Tuesday, April 20, 2010
A Texas Legend
I've been going to estate sales for about 8 years and buying things to sell on Ebay. A few years ago, I went to a sale in Phoenix on a Friday morning. I was looking through a utility room on the outside of the house and picked up an old helmet. It was made of some kind of hard plastic (almost like fiberglass) and had a leather lining. On the front, there was a logo: a big W inside a circle. At first, I thought it was a motorcycle helmet. When I paid for it (a whopping $5), I asked the lady who was doing the sale if she knew what the logo was. She said, "The woman who lived here was married to a man named Bill Waggoner back in the 50's. His family owns the largest ranch in Texas." OK, so the W stood for Waggoner but why would they put their logo on a motorcycle helmet? The helmet had a manufacturer's tag on it so when I got home that night, I started Googling the company name. (How did we ever do any research before Google? Oh yeah... we went to libraries! I wonder what ever happened to those?) I found out that the company that made the helmet started making fireman's helmets in the 1930's and then made boat racing helmets in the 1950's. Aha! It was a boat racing helmet! Cool! But why would a Texas rancher have a boat racing helmet? So I began Googling "Bill Wagner" which brought up tons of useless information. Finally, I tried the alternate spelling "Waggoner" and the results I got were absolutely amazing!
Bill Waggoner was actually W.T. Waggoner II whose great grandfather established the Waggoner Ranch 13 miles south of Vernon, Texas in 1849. It is still the largest ranch in Texas under one fence. He was a larger than life character and always wore a ten-gallon hat and a couple of six-shooters (not real) on his belt. Bill apparently became bored of being rich and powerful and went to a hydroplane race (the APBA Gold Cup Regatta) on Seattle's Lake Washington in 1955. He was immediately hooked and within a year he had formed his own racing team and became a powerful presence in the sport. He hired the best designer/team manager in the sport - Ted Jones, and 2 inexperienced drivers - Russ Schleeh and Bill Stead. Between 1956 and 1959, Bill's team won twelve races and two National Championships.
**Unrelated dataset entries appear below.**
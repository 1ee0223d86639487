//! Shared DNS resolver construction.

use std::net::IpAddr;
use std::sync::LazyLock;

use hickory_resolver::{
    config::{NameServerConfigGroup, ResolverConfig, ResolverOpts},
    name_server::TokioConnectionProvider,
    TokioResolver,
};

/// Shared resolver built from the host system configuration.
///
/// On Unix/Windows this reads e.g. `/etc/resolv.conf`. If that fails it falls
/// back to Hickory's default upstream set (Google Public DNS).
pub(crate) static DEFAULT_RESOLVER: LazyLock<TokioResolver> = LazyLock::new(build_system_resolver);

/// Human-readable description of the DNS servers behind [`DEFAULT_RESOLVER`].
pub(crate) static SYSTEM_DNS_LABEL: LazyLock<String> = LazyLock::new(|| {
    #[cfg(any(unix, target_os = "windows"))]
    {
        if let Ok((config, _opts)) = hickory_resolver::system_conf::read_system_conf() {
            let ips = dedup_ips(&config);
            if !ips.is_empty() {
                return ips.join(", ");
            }
        }
    }

    let ips = dedup_ips(&ResolverConfig::default());
    if ips.is_empty() {
        "Default".to_string()
    } else {
        ips.join(", ")
    }
});

/// Nameserver IPs of a resolver configuration, first occurrence kept.
pub(crate) fn dedup_ips(config: &ResolverConfig) -> Vec<String> {
    let mut ips: Vec<String> = Vec::new();
    for ns in config.name_servers() {
        let ip = ns.socket_addr.ip().to_string();
        if !ips.contains(&ip) {
            ips.push(ip);
        }
    }
    ips
}

/// Resolver pinned to a single nameserver.
///
/// Caching is disabled so that every poll asks the server again instead of
/// replaying an earlier negative answer.
pub(crate) fn build_resolver_for_ns(ns_ip: IpAddr) -> TokioResolver {
    let config = ResolverConfig::from_parts(
        None,
        vec![],
        NameServerConfigGroup::from_ips_clear(&[ns_ip], 53, true),
    );
    let mut opts = ResolverOpts::default();
    opts.cache_size = 0;
    TokioResolver::builder_with_config(config, TokioConnectionProvider::default())
        .with_options(opts)
        .build()
}

fn build_system_resolver() -> TokioResolver {
    #[cfg(any(unix, target_os = "windows"))]
    {
        match TokioResolver::builder_tokio() {
            Ok(mut builder) => {
                builder.options_mut().cache_size = 0;
                return builder.build();
            }
            Err(e) => {
                log::warn!(
                    "Failed to load system DNS configuration, falling back to defaults: {e}"
                );
            }
        }
    }

    let mut opts = ResolverOpts::default();
    opts.cache_size = 0;
    TokioResolver::builder_with_config(ResolverConfig::default(), TokioConnectionProvider::default())
        .with_options(opts)
        .build()
}

#[cfg(test)]
#[allow(clippy::unwrap_used)]
mod tests {
    use super::*;

    #[test]
    fn dedup_ips_default_config() {
        let ips = dedup_ips(&ResolverConfig::default());
        assert!(!ips.is_empty());
    }

    #[test]
    fn dedup_ips_empty_config() {
        let config = ResolverConfig::from_parts(None, vec![], NameServerConfigGroup::new());
        assert!(dedup_ips(&config).is_empty());
    }

    #[test]
    fn dedup_ips_removes_duplicates() {
        let ip: IpAddr = "1.2.3.4".parse().unwrap();
        let ns_group = NameServerConfigGroup::from_ips_clear(&[ip, ip], 53, true);
        let config = ResolverConfig::from_parts(None, vec![], ns_group);
        let ips = dedup_ips(&config);
        assert_eq!(ips.iter().filter(|&x| x == "1.2.3.4").count(), 1);
    }

    #[tokio::test]
    async fn build_pinned_resolver() {
        let _resolver = build_resolver_for_ns("8.8.8.8".parse().unwrap());
    }

    #[test]
    fn system_dns_label_not_empty() {
        assert!(!SYSTEM_DNS_LABEL.is_empty());
    }
}
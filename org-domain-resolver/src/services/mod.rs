//! Probing and polling services.

mod polling;
mod probe;
mod resolver;

pub use polling::DomainResolver;
pub use probe::{DnsHostProbe, HostProbe};

use crate::error::{ResolveError, ResolveResult};

/// Validate and normalise a host name or IP address.
///
/// Trims whitespace and IPv6 brackets, passes IP literals through unchanged,
/// converts internationalised names to ASCII via IDNA, and rejects empty or
/// overlong input.
pub fn validate_host(host: &str) -> ResolveResult<String> {
    let host = host.trim();
    if host.is_empty() {
        return Err(ResolveError::ValidationError(
            "Host name is required".to_string(),
        ));
    }
    let unbracketed = host.trim_start_matches('[').trim_end_matches(']');
    if unbracketed.parse::<std::net::IpAddr>().is_ok() {
        return Ok(unbracketed.to_string());
    }
    let ascii_host = idna::domain_to_ascii(host)
        .map_err(|_| ResolveError::ValidationError(format!("Invalid host name: {host}")))?;
    if ascii_host.is_empty() {
        return Err(ResolveError::ValidationError(format!(
            "Invalid host name: {host}"
        )));
    }
    if ascii_host.len() > 253 {
        return Err(ResolveError::ValidationError(format!(
            "Host name exceeds maximum length of 253 characters (got {})",
            ascii_host.len()
        )));
    }
    Ok(ascii_host)
}
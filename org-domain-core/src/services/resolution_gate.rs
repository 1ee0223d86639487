//! Waiting for My Domain hosts to become resolvable

use std::net::IpAddr;
use std::sync::Arc;

use org_domain_resolver::{DomainResolver, Resolution, ResolutionRequest};
use url::Host;

use crate::config::OrgDomainConfig;
use crate::error::CoreResult;
use crate::services::ServiceContext;
use crate::types::{OrgUrl, LOCAL_URL_PARTS};

/// Decides whether an org host needs a DNS wait and runs it.
pub struct ResolutionGate {
    ctx: Arc<ServiceContext>,
}

impl ResolutionGate {
    #[must_use]
    pub fn new(ctx: Arc<ServiceContext>) -> Self {
        Self { ctx }
    }

    /// Wait until the Lightning domain of `url` resolves.
    ///
    /// Internal hosts and a zero timeout skip the wait. An IP literal host has
    /// no Lightning domain and is answered with its own address.
    pub async fn ensure_resolvable(
        &self,
        url: &OrgUrl,
        instance_hint: Option<&str>,
    ) -> CoreResult<Resolution> {
        let config = self.ctx.config();

        if url.is_internal_url() {
            log::debug!("Skipping DNS check for internal host {}", url.hostname());
            return Ok(Resolution::Skipped);
        }
        if config.domain_timeout.is_zero() {
            log::debug!("Skipping DNS check for {}: timeout is zero", url.hostname());
            return Ok(Resolution::Skipped);
        }
        if let Some(ip) = ip_literal(url) {
            log::debug!("{ip} is an IP address, nothing to propagate");
            return Ok(Resolution::Resolved(ip.to_string()));
        }
        if let Some(instance) = instance_hint {
            log::debug!("Checking {} on instance {instance}", url.hostname());
        }

        let lightning = url.lightning_url()?;
        let host = lightning.host_str().unwrap_or_default();
        log::info!(
            "Waiting up to {}s for {host} to resolve",
            config.domain_timeout.as_secs()
        );
        let resolution = self.resolver_for(host, &config)?.resolve().await?;
        Ok(resolution)
    }

    /// Resolve the host of `url` itself, internal or not.
    pub async fn lookup_origin(&self, url: &OrgUrl) -> CoreResult<Resolution> {
        let config = self.ctx.config();
        let resolution = self
            .resolver_for(url.hostname(), &config)?
            .resolve()
            .await?;
        Ok(resolution)
    }

    /// CNAME chain of the host of `url`; empty when it does not resolve in time.
    pub async fn cnames(&self, url: &OrgUrl) -> CoreResult<Vec<String>> {
        let config = self.ctx.config();
        Ok(self.resolver_for(url.hostname(), &config)?.cnames().await)
    }

    fn resolver_for(&self, host: &str, config: &OrgDomainConfig) -> CoreResult<DomainResolver> {
        let request = ResolutionRequest::new(host, config.domain_timeout, config.poll_frequency)?;
        Ok(
            DomainResolver::new(request, Arc::clone(&self.ctx.host_probe))
                .with_loopback_markers(LOCAL_URL_PARTS.iter().copied()),
        )
    }
}

fn ip_literal(url: &OrgUrl) -> Option<IpAddr> {
    match url.as_url().host()? {
        Host::Ipv4(ip) => Some(IpAddr::V4(ip)),
        Host::Ipv6(ip) => Some(IpAddr::V6(ip)),
        Host::Domain(_) => None,
    }
}
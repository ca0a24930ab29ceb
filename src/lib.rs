//! Reputation and ranking engine for campus events.
//!
//! Ratings roll up into an event score, event scores into a host score and
//! host plus event scores into a college score. Events are also split into
//! future, ongoing and past relative to a reference time.
//!
//! Every scoring function is pure: callers hand in the rows they fetched
//! and recompute whenever those rows change.

pub mod config;
pub mod db;
pub mod error;
pub mod import;
pub mod models;
pub mod rankings;
pub mod report;
pub mod reservation;
pub mod schedule;
pub mod scoring;
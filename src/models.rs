use std::fmt;

use chrono::{DateTime, Utc};
use serde::{Deserialize, Serialize};
use uuid::Uuid;

use crate::error::ValidationError;

pub const MIN_RATING: u8 = 1;
pub const MAX_RATING: u8 = 5;

#[derive(Debug, Clone, PartialEq, Serialize, Deserialize)]
pub struct Rating {
    pub user_id: Uuid,
    pub stars: u8,
    pub vibe: u8,
    pub safety: u8,
    pub comment: Option<String>,
    pub created_at: DateTime<Utc>,
}

impl Rating {
    /// Builds a rating, rejecting any dimension outside 1..=5.
    pub fn new(
        user_id: Uuid,
        stars: u8,
        vibe: u8,
        safety: u8,
        comment: Option<String>,
        created_at: DateTime<Utc>,
    ) -> Result<Self, ValidationError> {
        for (field, value) in [("stars", stars), ("vibe", vibe), ("safety", safety)] {
            if !(MIN_RATING..=MAX_RATING).contains(&value) {
                return Err(ValidationError::OutOfRange { field, value });
            }
        }

        Ok(Self {
            user_id,
            stars,
            vibe,
            safety,
            comment: comment.filter(|c| !c.trim().is_empty()),
            created_at,
        })
    }
}

#[derive(Debug, Clone, Copy, PartialEq, Eq, Serialize, Deserialize)]
pub enum ReservationMode {
    Open,
    ReservationRequired,
}

#[derive(Debug, Clone, PartialEq, Serialize, Deserialize)]
pub struct Event {
    pub id: Uuid,
    pub title: String,
    pub host_id: Uuid,
    pub start_at: DateTime<Utc>,
    pub end_at: DateTime<Utc>,
    pub reservation_mode: ReservationMode,
    pub capacity: Option<u32>,
    pub reserved_count: u32,
    pub ratings: Vec<Rating>,
}

impl Event {
    pub fn is_rated(&self) -> bool {
        !self.ratings.is_empty()
    }
}

/// Grouping key over hosts. Colleges carry no state of their own.
#[derive(Debug, Clone, PartialEq, Eq, Hash, PartialOrd, Ord, Serialize, Deserialize)]
#[serde(transparent)]
pub struct College(pub String);

impl College {
    pub fn new(name: impl Into<String>) -> Self {
        Self(name.into())
    }

    pub fn as_str(&self) -> &str {
        &self.0
    }
}

impl fmt::Display for College {
    fn fmt(&self, f: &mut fmt::Formatter<'_>) -> fmt::Result {
        f.write_str(&self.0)
    }
}

#[derive(Debug, Clone, PartialEq, Serialize, Deserialize)]
pub struct Host {
    pub id: Uuid,
    pub name: String,
    pub college: College,
    pub verified: bool,
    /// Derived from hosted events; recomputed, never read back from storage.
    #[serde(default)]
    pub host_score: f64,
}

#[derive(Debug, Clone, Serialize)]
pub struct CollegeStanding {
    pub college: College,
    pub score: f64,
    pub events: usize,
    pub rated_past_events: usize,
}

#[derive(Debug, Clone, Serialize)]
pub struct HostStanding {
    pub host_id: Uuid,
    pub host_name: String,
    pub college: College,
    pub score: f64,
    pub events: usize,
    pub rated_events: usize,
}

#[cfg(test)]
mod tests {
    use super::*;

    #[test]
    fn rating_accepts_bounds() {
        let rating = Rating::new(Uuid::new_v4(), 1, 5, 3, None, Utc::now()).unwrap();
        assert_eq!(rating.stars, 1);
        assert_eq!(rating.vibe, 5);
    }

    #[test]
    fn rating_rejects_out_of_range() {
        let err = Rating::new(Uuid::new_v4(), 5, 0, 3, None, Utc::now()).unwrap_err();
        assert_eq!(err, ValidationError::OutOfRange { field: "vibe", value: 0 });

        let err = Rating::new(Uuid::new_v4(), 6, 3, 3, None, Utc::now()).unwrap_err();
        assert_eq!(err, ValidationError::OutOfRange { field: "stars", value: 6 });
    }

    #[test]
    fn blank_comment_is_dropped() {
        let rating =
            Rating::new(Uuid::new_v4(), 4, 4, 4, Some("  ".to_string()), Utc::now()).unwrap();
        assert_eq!(rating.comment, None);
    }
}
He began with 2 boats: SHANTY I (named after his wife Mary Beth whose nickname was Shanty) and MAVERICK. SHANTY I was the National High Point Champion in 1956 and established a world record for a 3.75 mile competition lap at 115.979 miles per hour on Lake Washington. In 1957, SHANTY I crashed during a test run on the Potomac River, nearly killing the driver, Russ Schleeh. The first MAVERICK caught fire and burned in 1959 and a new MAVERICK (U-00) won Waggoner's second National Championship that year.
At the end of 1959, Waggoner's team was at the top of their form and a force to be reckoned with. Unfortunately Bill developed a series of illnesses at that time and died in 1962. His widow, Shanty, continued to live in their upscale Phoenix mansion until her death in 2005. She hung onto a lot of Bill's racing memories and many of them were sold during her estate sale that Friday morning.
Getting back to the helmet: Armed with the knowledge I had gained about Bill, I listed it on Ebay with links to several websites that told his story, one of which had photos of one of his boats with the same logo that was on the helmet clearly visible on the boat's hull. During the week it was listed, I became aware that hydroplane racing fans are just as crazy about their sport as any NASCAR fan. The number of watchers went into the low 100's and the bids went up and up. It finally sold for just over $1000. The man who bought it was an ex-hydroplane mechanic who knew Bill back in the old days and had amassed a huge collection of boat racing memorabilia. He was thrilled with the helmet and told me he was going to send it to the Hydroplane & Race Boat Museum in Kent Washington as part of a display.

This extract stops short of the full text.